Important Art by Cassils
Hard Times (2010)
In this performance, Cassils wears a prosthetic mask that gives them the appearance of having had their eyes ripped out of their sockets (and also renders the artist unable to see), as well as a blonde wig, pink body thong, and a dark tan. During the performance Cassils stands on a wooden platform held seven feet off the ground by construction scaffolding and performs a bodybuilding routine of flexing poses, designed to show off muscle definition and body shape in slow motion for six minutes, holding the deep muscular contractions for such long periods of time that their limbs begin to shake. The performance is made cinematic not only by the use of special effects makeup, but also by the presence of film-set lighting, a special effects crew, and ambient soundtrack. The original performance was funded by the Franklin Furnace Performance Art Fund, and the resulting film went on to be screened at the Asian Experimental Video Festival in Hong Kong, Festival Ciné à Dos in Koulikoro (Mali), at Art Cinema Zawya in Cairo (Egypt) and Cultureel tetras de Kaaij, Nijmegen in the Netherlands.

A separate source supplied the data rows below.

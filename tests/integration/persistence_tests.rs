//! Learner records written by one session and read back by the next.

use serde_json::json;
use skillmap::core::USER_VERSION;
use skillmap::core::graph::is_activity_completed;
use skillmap::state::{Action, PageSourceStatus, SkillMapState, Store};
use skillmap::storage::{UserStore, load_maps};
use skillmap::test_utils::fixtures::ProgressFixture;

fn session(fixture: &ProgressFixture, source: &str) -> (Store, UserStore) {
    let user_store = UserStore::new(&fixture.user_path);
    let raw = user_store.load_raw().unwrap();
    let document = load_maps(&fixture.maps_path).unwrap();

    let mut store = Store::new(SkillMapState::default());
    store.dispatch(Action::SetPageSourceUrl {
        url: source.to_string(),
        status: PageSourceStatus::Approved,
    });
    store.dispatch_all(document.maps.into_iter().map(Action::AddSkillMap));
    store.dispatch(Action::SetUser(raw.unwrap_or_default()));
    (store, user_store)
}

#[test]
fn progress_survives_a_save_and_reload() {
    let fixture = ProgressFixture::new();

    let (mut store, user_store) = session(&fixture, "default");
    store.dispatch_all([
        Action::open_activity("intro", "basics"),
        Action::CloseActivity { finished: true },
    ]);
    let first_id = store.state().user.id.clone();
    let first_time = store
        .state()
        .user
        .map_progress_for("default", "intro")
        .unwrap()
        .activity_state["basics"]
        .completed_time;
    user_store.save(&store.state().user).unwrap();

    let (reloaded, _) = session(&fixture, "default");
    let user = &reloaded.state().user;
    assert_eq!(user.id, first_id);
    assert!(is_activity_completed(user, "default", "intro", "badge"));
    let reloaded_time = user.map_progress_for("default", "intro").unwrap().activity_state["basics"]
        .completed_time;
    assert_eq!(
        reloaded_time.map(|t| t.timestamp_millis()),
        first_time.map(|t| t.timestamp_millis())
    );
}

#[test]
fn flat_legacy_record_is_upgraded_on_load() {
    let fixture = ProgressFixture::new();
    fixture.write_user(
        &json!({
            "id": "old-learner",
            "mapProgress": {
                "intro": {
                    "completionState": "transitioning",
                    "activityState": {
                        "basics": { "isCompleted": true, "headerId": "h1" },
                        "loops": 7
                    }
                }
            }
        })
        .to_string(),
    );

    let (store, user_store) = session(&fixture, "https://site.example");
    let user = &store.state().user;
    assert_eq!(user.version, USER_VERSION);
    assert_eq!(user.id, "old-learner");
    let intro = user.map_progress_for("https://site.example", "intro").unwrap();
    assert_eq!(intro.activity_state.len(), 1);
    assert_eq!(intro.activity_state["basics"].header_id.as_deref(), Some("h1"));
    assert_eq!(user.completed_tags["https://site.example"]["sprites"], 1);

    user_store.save(user).unwrap();
    let saved = fixture.read_user();
    assert_eq!(saved["version"], USER_VERSION);
    assert!(saved["mapProgress"].get("intro").is_none());
}

#[test]
fn record_from_a_newer_build_keeps_its_progress() {
    let fixture = ProgressFixture::new();
    fixture.write_user(
        &json!({
            "version": "9.0.0",
            "id": "future",
            "futureField": true,
            "mapProgress": {
                "default": {
                    "intro": { "mapId": "intro", "activityState": { "basics": { "activityId": "basics", "isCompleted": true } } }
                }
            }
        })
        .to_string(),
    );

    let (store, _) = session(&fixture, "default");
    let user = &store.state().user;
    assert_eq!(user.version, USER_VERSION);
    assert!(is_activity_completed(user, "default", "intro", "basics"));
}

Hard Times was conceived in order to call attention to the high level of effort and exertion that goes into creating and maintaining one's physical image, and links this to the notion of consumer culture and film production. By performing a bodybuilding routine in slow motion and presenting viewers with muscles that tremble as they strain to maintain the poses, Hard Times not only emphasizes the physical demands of altering one's appearance, but also alludes to the psychological and emotional strain involved in such transformation. The figure that Cassils becomes for the performance is inspired by Tiresias, the blind prophet of Thebes who was transformed from male to female form for seven years.
Tiresias (2011)
As in Hard Times, the central figure that Cassils references in this four to five hour performance is Tiresias, the blind prophet of Thebes who was transformed from male to female for seven years. Tiresias was clairvoyant and interpreted bird songs to predict the future. In the performance, Cassils presses their nude body against the back of a block of ice carved into the form of a neoclassical Greek male torso while lit by a single beam of white light from above. As the performance progresses, Cassils' body heat melts the block. Visitors are welcome to walk around the plexiglass platform on which Cassils and the ice sculpture stand, and to take in the performance from all angles.
Tiresias was also captured as a single channel video installation that condenses the performance into a fifteen-minute loop, shown in two different shots: one which shows Cassils from the waist up, and the other showing close-ups of the subtle transformations taking place, such as the formation of water droplets, and the reddening of Cassils' skin. This video is rear-projected onto floating plexiglass, and accompanied by an ambient soundtrack which combines bird songs, the sound of melting ice, and a vocal performance of Fran Schubert's Winterreise (Winter Journey). This vocal was performed by Cassils' brother Matthew Cassils, a classically-trained opera singer who collaborated on the sound design for Tiresias with designer Kadet Khuhne. As theatre professor Maurya Wickstrom notes, "The Shubert [sic] songs of the score tune broken-hearted human suffering to the cruel, icy elements of winter, the world of ice and human feeling bound together. But these are joined by the sounds of birds and melting ice, which cannot help but sound like spring, the moment of creation."
By melting the sculpture with their body heat, Cassils calls attention to the instability of the body, and in particular, the impermanence of the desirable human physique. As performance researcher Megan Hoetger writes, "As with most of Cassils's performances, Tiresias is about endurance and transformation, but it is also about physical process's intersection with the disjunctures from the visual and vision itself". Moreover, unlike Tiresias' transformation, Cassils offers the audience a trans body that is not, as they explain, "about a crossing from one sex to another, but [...] a continual becoming, a process-oriented way of being that works in a space of indeterminacy, spasm, and slipperiness." This demonstrates to the audience "the resolve required to persist at the point of contact between masculine and feminine".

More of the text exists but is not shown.